BMI is useful as a population metric, not as an individual one. Just about any measurement has flaws, especially when it has defined categories. Notably, a lot of large, strong, fit, healthy people can be categorized as overweight or obese based on their BMI, when it's pretty clear that they're not.

That said, I'm not sure why researchers are still using it - but it might be because there's not a suitable replacement.

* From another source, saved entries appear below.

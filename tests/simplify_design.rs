#![recursion_limit = "256"]

use figsimplify::{
    parse_raw_design, simplify_design, simplify_response, to_yaml, ImageAssetKind, SimplifiedNode,
    SimplifyError, SimplifyOptions,
};
use serde_json::{json, Value as JsonValue};

fn file_response() -> JsonValue {
    let brand_fill = json!([{"type": "SOLID", "color": {"r": 0.2, "g": 0.4, "b": 0.6, "a": 0.8}}]);
    let photo_fill = json!([{"type": "IMAGE", "imageRef": "img-ref-1", "scaleMode": "FILL"}]);
    let body_style = json!({"fontFamily": "Inter", "fontWeight": 400, "fontSize": 16, "lineHeightPx": 24});

    json!({
        "name": "Marketing site",
        "lastModified": "2024-05-01T10:00:00Z",
        "thumbnailUrl": "https://example.com/thumb.png",
        "document": {
            "id": "0:0",
            "type": "DOCUMENT",
            "children": [{
                "id": "0:1",
                "name": "Page 1",
                "type": "CANVAS",
                "children": [{
                    "id": "1:1",
                    "name": "Hero",
                    "type": "FRAME",
                    "layoutMode": "VERTICAL",
                    "itemSpacing": 16,
                    "paddingTop": 24, "paddingRight": 24, "paddingBottom": 24, "paddingLeft": 24,
                    "absoluteBoundingBox": {"x": 0, "y": 0, "width": 1440, "height": 800},
                    "fills": brand_fill.clone(),
                    "children": [
                        {
                            "id": "1:2",
                            "name": "Title",
                            "type": "TEXT",
                            "characters": "Welcome",
                            "style": body_style.clone()
                        },
                        {
                            "id": "1:3",
                            "name": "Subtitle",
                            "type": "TEXT",
                            "characters": "Glad you're here",
                            "style": body_style
                        },
                        {
                            "id": "1:4",
                            "name": "Secret",
                            "type": "FRAME",
                            "visible": false,
                            "children": [{"id": "1:5", "name": "Deep", "type": "VECTOR"}]
                        },
                        {
                            "id": "1:6",
                            "name": "Card",
                            "type": "RECTANGLE",
                            "cornerRadius": 10,
                            "fills": brand_fill
                        },
                        {
                            "id": "1:7",
                            "name": "Badge",
                            "type": "RECTANGLE",
                            "rectangleCornerRadii": [5, 10, 15, 20],
                            "opacity": 0.5
                        },
                        {"id": "1:8", "name": "My Icon", "type": "VECTOR"},
                        {"id": "1:9", "name": "Photo", "type": "RECTANGLE", "fills": photo_fill.clone()},
                        {"id": "1:10", "name": "Photo copy", "type": "RECTANGLE", "fills": photo_fill},
                        {
                            "id": "1:11",
                            "name": "CTA",
                            "type": "INSTANCE",
                            "componentId": "2:1",
                            "componentProperties": {"Label#0:1": {"value": "Sign up", "type": "TEXT"}},
                            "children": [{"id": "I1:11;2:2", "name": "Arrow", "type": "VECTOR"}]
                        }
                    ]
                }]
            }]
        },
        "components": {"2:1": {"key": "abc", "name": "Size=Large", "componentSetId": "2:0"}},
        "componentSets": {"2:0": {"key": "def", "name": "Button"}}
    })
}

fn find<'a>(nodes: &'a [SimplifiedNode], id: &str) -> Option<&'a SimplifiedNode> {
    nodes.iter().find_map(|node| {
        if node.id == id {
            Some(node)
        } else {
            find(&node.children, id)
        }
    })
}

#[test]
fn test_simplify_file_response() {
    let design = simplify_response(&file_response(), &SimplifyOptions::default()).unwrap();

    assert_eq!(design.name, "Marketing site");
    assert_eq!(design.nodes.len(), 1);
    assert_eq!(design.nodes[0].node_type, "CANVAS");

    // Hidden subtree is gone at every depth
    assert!(find(&design.nodes, "1:4").is_none());
    assert!(find(&design.nodes, "1:5").is_none());

    // Shared fill and text style intern to one entry each
    let hero = find(&design.nodes, "1:1").unwrap();
    let card = find(&design.nodes, "1:6").unwrap();
    assert_eq!(hero.fills, card.fills);
    let title = find(&design.nodes, "1:2").unwrap();
    let subtitle = find(&design.nodes, "1:3").unwrap();
    assert_eq!(title.text_style, subtitle.text_style);

    let fill_ids: Vec<_> = design
        .global_vars
        .iter()
        .map(|(id, _)| id.as_str())
        .filter(|id| id.starts_with("fill-"))
        .collect();
    assert_eq!(fill_ids.len(), 2, "brand color and photo fill");

    // Corner radii and opacity
    assert_eq!(card.border_radius.as_deref(), Some("10px"));
    let badge = find(&design.nodes, "1:7").unwrap();
    assert_eq!(badge.border_radius.as_deref(), Some("5px 10px 15px 20px"));
    assert_eq!(badge.opacity, Some(0.5));
    assert_eq!(card.opacity, None);

    // Instance resolves through its component set and stays a leaf
    let cta = find(&design.nodes, "1:11").unwrap();
    assert_eq!(cta.component_name.as_deref(), Some("Button"));
    assert!(cta.children.is_empty());
    assert!(find(&design.nodes, "I1:11;2:2").is_none());
}

#[test]
fn test_no_duplicate_global_values() {
    let design = simplify_response(&file_response(), &SimplifyOptions::default()).unwrap();

    let values: Vec<_> = design.global_vars.iter().map(|(_, value)| value).collect();
    for (i, a) in values.iter().enumerate() {
        for b in &values[i + 1..] {
            assert_ne!(a, b);
        }
    }
}

#[test]
fn test_brand_color_normalization() {
    let design = simplify_response(&file_response(), &SimplifyOptions::default()).unwrap();
    let hero = find(&design.nodes, "1:1").unwrap();

    let globals = serde_json::to_value(&design.global_vars).unwrap();
    let fill = &globals["styles"][hero.fills.as_deref().unwrap()][0];
    assert_eq!(fill["hex"], json!("#336699"));
    assert_eq!(fill["rgba"], json!("rgba(51, 102, 153, 0.8)"));
    assert_eq!(fill["opacity"], json!(0.8));
}

#[test]
fn test_image_assets() {
    let design = simplify_response(&file_response(), &SimplifyOptions::default()).unwrap();

    let icon = find(&design.nodes, "1:8").unwrap();
    assert_eq!(icon.node_type, "IMAGE-SVG");

    let svgs: Vec<_> = design
        .image_assets
        .iter()
        .filter(|a| a.kind == ImageAssetKind::Svg)
        .collect();
    assert_eq!(svgs.len(), 1);
    assert_eq!(svgs[0].node_id, "1:8");
    assert_eq!(svgs[0].file_name, "My_Icon.svg");

    let fills: Vec<_> = design
        .image_assets
        .iter()
        .filter(|a| a.kind == ImageAssetKind::Fill)
        .collect();
    assert_eq!(fills.len(), 1);
    assert_eq!(fills[0].node_id, "1:9");
    assert_eq!(fills[0].image_ref.as_deref(), Some("img-ref-1"));
}

#[test]
fn test_serialized_output_has_no_empty_keys() {
    let design = simplify_response(&file_response(), &SimplifyOptions::default()).unwrap();
    let value = serde_json::to_value(&design).unwrap();

    fn check(node: &JsonValue) {
        for (key, value) in node.as_object().unwrap() {
            match value {
                JsonValue::Null => panic!("null value for {}", key),
                JsonValue::String(s) => assert!(!s.is_empty(), "empty string for {}", key),
                JsonValue::Array(a) => assert!(!a.is_empty(), "empty array for {}", key),
                _ => {}
            }
        }
        if let Some(children) = node.get("children").and_then(|c| c.as_array()) {
            children.iter().for_each(check);
        }
    }
    value["nodes"].as_array().unwrap().iter().for_each(check);

    assert_eq!(value["globalVars"]["styles"].as_object().unwrap().len(), design.global_vars.len());
}

#[test]
fn test_nodes_response_and_yaml() {
    let response = json!({
        "name": "Marketing site",
        "nodes": {
            "1:8": {
                "document": {"id": "1:8", "name": "My Icon", "type": "VECTOR"},
                "components": {},
                "componentSets": {}
            }
        }
    });

    let raw = parse_raw_design(&response.to_string()).unwrap();
    let design = simplify_design(&raw, &SimplifyOptions::default()).unwrap();
    assert_eq!(design.nodes[0].node_type, "IMAGE-SVG");

    let yaml = to_yaml(&design).unwrap();
    assert!(yaml.contains("type: IMAGE-SVG"));
    assert!(yaml.contains("fileNameSuggestion: My_Icon.svg"));
}

#[test]
fn test_malformed_response_is_fatal() {
    let result = simplify_response(&json!({"name": "x"}), &SimplifyOptions::default());
    assert!(matches!(result, Err(SimplifyError::InvalidInput(_))));

    assert!(matches!(parse_raw_design("not json"), Err(SimplifyError::Json(_))));
}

Especially for the purposes of comparing to other research.
posted by entropone at 6:28 AM on December 5, 2013


Based on the risk ratios reported in the abstract, a better summary would be "obese people with metabolic markers in the normal range have a slightly higher mortality and risk of cardiovascular events than lower-weight people with normal metabolic markers, but they have a massively lower mortality and cardiovascular risk than people of any weight with bad metabolic markers." In other words, metabolic health seems to be much more determinative of mortality than BMI is.
posted by escabeche at 6:30 AM on December 5, 2013


(But I just read the abstract, not the study itself.)
posted by escabeche at 6:30 AM on December 5, 2013


As explained to me by my doctor, BMI is only inaccurate if you deviate from the statistical norm. Say, if you're 6'4" like me (96% of people are shorter than me) and/or extremely athletic.

For the overwhelming bulk of the population (i.e. if you're a dude who is 5'11"), BMI works just fine.

Obese at 220 lbs ? Still, I feel better having come down to 190.